This year, Faruqi played a central role in expanding the Greens’ education platform, calling for TAFE to be legally prioritised as the default provider of vocational training and demanding protections for teaching staff. She’s also challenged Labor’s international student cap plan, warning that ministerial control over enrolments risks strangling Australia’s vocational pipeline.
It’s not just policy where Faruqi marks territory. Her presence in Parliament is deeply symbolic—her accent and heritage contrast with the homogeneity of most Senate benches. But she doesn’t campaign on symbolism. Instead, she leans on what her constituents seem to value more: clear policies, unapologetic stances, and an engineer’s disdain for vague solutions.
There’s a quiet efficiency to her messaging. Whether she’s talking about tertiary education, fossil fuel subsidies, or Palestine, Faruqi rarely strays from the numbers. She talks about costs, benefits, and mechanisms. Her opponents often fall into the trap of arguing tone. She sticks to function.

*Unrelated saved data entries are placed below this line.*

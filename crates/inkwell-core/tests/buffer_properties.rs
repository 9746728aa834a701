use inkwell_core::{
    Document, EditSession, FileStorage, GenerateError, GenerationMode, GenerationRequest,
    Position, UndoLog, UndoOutcome,
};
use pretty_assertions::assert_eq;
use rand::rngs::StdRng;
use rand::{Rng, SeedableRng};

fn assert_invariants(doc: &Document) {
    assert!(doc.line_count() >= 1, "document must never be empty");
    let cursor = doc.cursor();
    assert!(
        cursor.row < doc.line_count(),
        "cursor row {} out of range ({} lines)",
        cursor.row,
        doc.line_count()
    );
    assert!(
        cursor.col <= doc.line_len(cursor.row),
        "cursor col {} past end of line {:?}",
        cursor.col,
        doc.line(cursor.row)
    );
    assert!(doc.lines().iter().all(|line| !line.contains('\n')));
}

#[test]
fn test_invariants_hold_for_random_operation_sequences() {
    let alphabet = ['a', 'é', '你', '👋', ' ', '\n'];
    let generator = |_p: &str, context: &str| {
        Ok::<_, GenerateError>(format!("gen[{}]\nline", context.len()))
    };

    for seed in 0..32u64 {
        let mut rng = StdRng::seed_from_u64(seed);
        let mut session = EditSession::new();

        for _ in 0..400 {
            match rng.gen_range(0..17) {
                0..=3 => session.type_char(alphabet[rng.gen_range(0..alphabet.len())]),
                4 => session.newline(),
                5 | 6 => session.backspace(),
                7 => {
                    session.delete_line();
                }
                8 => session.paste_text("x\ny\n"),
                9 => {
                    session.undo();
                }
                10 => {
                    session.toggle_selection();
                }
                11 => session.document_mut().move_up(),
                12 => session.document_mut().move_down(),
                13 => session.document_mut().move_left(),
                14 => session.document_mut().move_right(),
                15 => {
                    let _ = session.toggle_input_mode();
                }
                _ => {
                    let mode = match rng.gen_range(0..3) {
                        0 => GenerationMode::Insert,
                        1 => GenerationMode::Replace,
                        _ => GenerationMode::Overwrite,
                    };
                    session
                        .generate(&generator, GenerationRequest::new("p", mode))
                        .expect("generator never fails");
                }
            }
            assert_invariants(session.document());
            // Reading the selection must never panic, whatever the anchor history.
            let _ = session.document().selected_text();
        }
    }
}

#[test]
fn test_insert_then_delete_backward_is_identity() {
    let mut doc = Document::from_text("hello\nworld");
    doc.move_to(Position::new(1, 3));
    let before_line = doc.current_line().to_string();
    let before_cursor = doc.cursor();

    doc.insert_rune('x');
    doc.delete_backward();

    assert_eq!(doc.current_line(), before_line);
    assert_eq!(doc.cursor(), before_cursor);
}

#[test]
fn test_newline_then_delete_backward_rejoins() {
    let mut doc = Document::from_text("Hello");
    doc.move_to(Position::new(0, 2));
    doc.insert_newline();
    assert_eq!(doc.cursor(), Position::new(1, 0));
    doc.delete_backward();
    assert_eq!(doc.lines(), ["Hello"]);
    assert_eq!(doc.cursor(), Position::new(0, 2));
}

#[test]
fn test_selection_direction_does_not_matter() {
    let text = "first line\nsecond line\nthird";
    let range = (Position::new(0, 6), Position::new(2, 3));

    let mut forward = Document::from_text(text);
    forward.move_to(range.0);
    forward.toggle_selection();
    forward.move_to(range.1);

    let mut backward = Document::from_text(text);
    backward.move_to(range.1);
    backward.toggle_selection();
    backward.move_to(range.0);

    assert_eq!(forward.selected_text(), "line\nsecond line\nthi");
    assert_eq!(forward.selected_text(), backward.selected_text());
}

#[test]
fn test_multi_line_replace_scenario() {
    let mut doc = Document::from_text("abc\ndef\nghi");
    doc.move_to(Position::new(0, 1));
    doc.toggle_selection();
    doc.move_to(Position::new(2, 2));
    doc.replace_selection("X\nY");
    assert_eq!(doc.lines(), ["aX", "Yi"]);
    assert_eq!(doc.cursor(), Position::new(1, 1));
}

#[test]
fn test_undo_bound_after_sixty_mutations() {
    let mut session = EditSession::new();
    for i in 0..60 {
        session.type_char(char::from(b'a' + (i % 26) as u8));
    }

    let mut undone = 0;
    while session.undo() == UndoOutcome::Restored {
        undone += 1;
    }
    assert_eq!(undone, 50);
    assert_eq!(session.undo(), UndoOutcome::NothingToUndo);
    assert_eq!(session.document().line_len(0), 10);
}

#[test]
fn test_undo_log_with_smaller_bound() {
    let mut session = EditSession::new().with_undo_log(UndoLog::with_capacity(3));
    for ch in "abcdef".chars() {
        session.type_char(ch);
    }
    for _ in 0..3 {
        assert_eq!(session.undo(), UndoOutcome::Restored);
    }
    assert_eq!(session.undo(), UndoOutcome::NothingToUndo);
    assert_eq!(session.document().lines(), ["abc"]);
}

#[test]
fn test_generative_replace_on_empty_selection() {
    let mut session = EditSession::with_document(Document::from_text("something\nelse"));
    session.document_mut().move_to(Position::new(1, 2));
    session.toggle_selection();

    let generator = |_p: &str, _c: &str| Ok::<_, GenerateError>("a\nb".to_string());
    session
        .generate(&generator, GenerationRequest::new("p", GenerationMode::Replace))
        .expect("generation succeeds");

    assert_eq!(session.document().lines(), ["a", "b"]);
    assert_eq!(session.document().cursor(), Position::new(0, 0));
    assert!(!session.document().selection().is_active());
}

#[test]
fn test_file_round_trip_through_session() {
    let dir = tempfile::tempdir().expect("tempdir");
    let storage = FileStorage::new(dir.path().join("greeting.txt"));

    let mut session = EditSession::new();
    session.paste_text("Hi\nBye");
    session.save(&storage).expect("save succeeds");
    assert!(!session.document().is_modified());

    let mut reopened = EditSession::new();
    assert!(reopened.load(&storage).expect("load succeeds"));
    assert_eq!(reopened.document().lines(), ["Hi", "Bye"]);
}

That approach has its limitations. It doesn’t lend itself to catchy slogans or campaign stunts. But in a political moment defined by bluster and branding, her style offers a different kind of currency—credibility.
If the projections hold, Faruqi will return to the Senate in May. What happens after that depends not just on how many seats the Greens win, but how much leverage they hold in a potentially fractured Parliament. Either way, Faruqi will be ready. She’s got the numbers. And she’s already done the maths.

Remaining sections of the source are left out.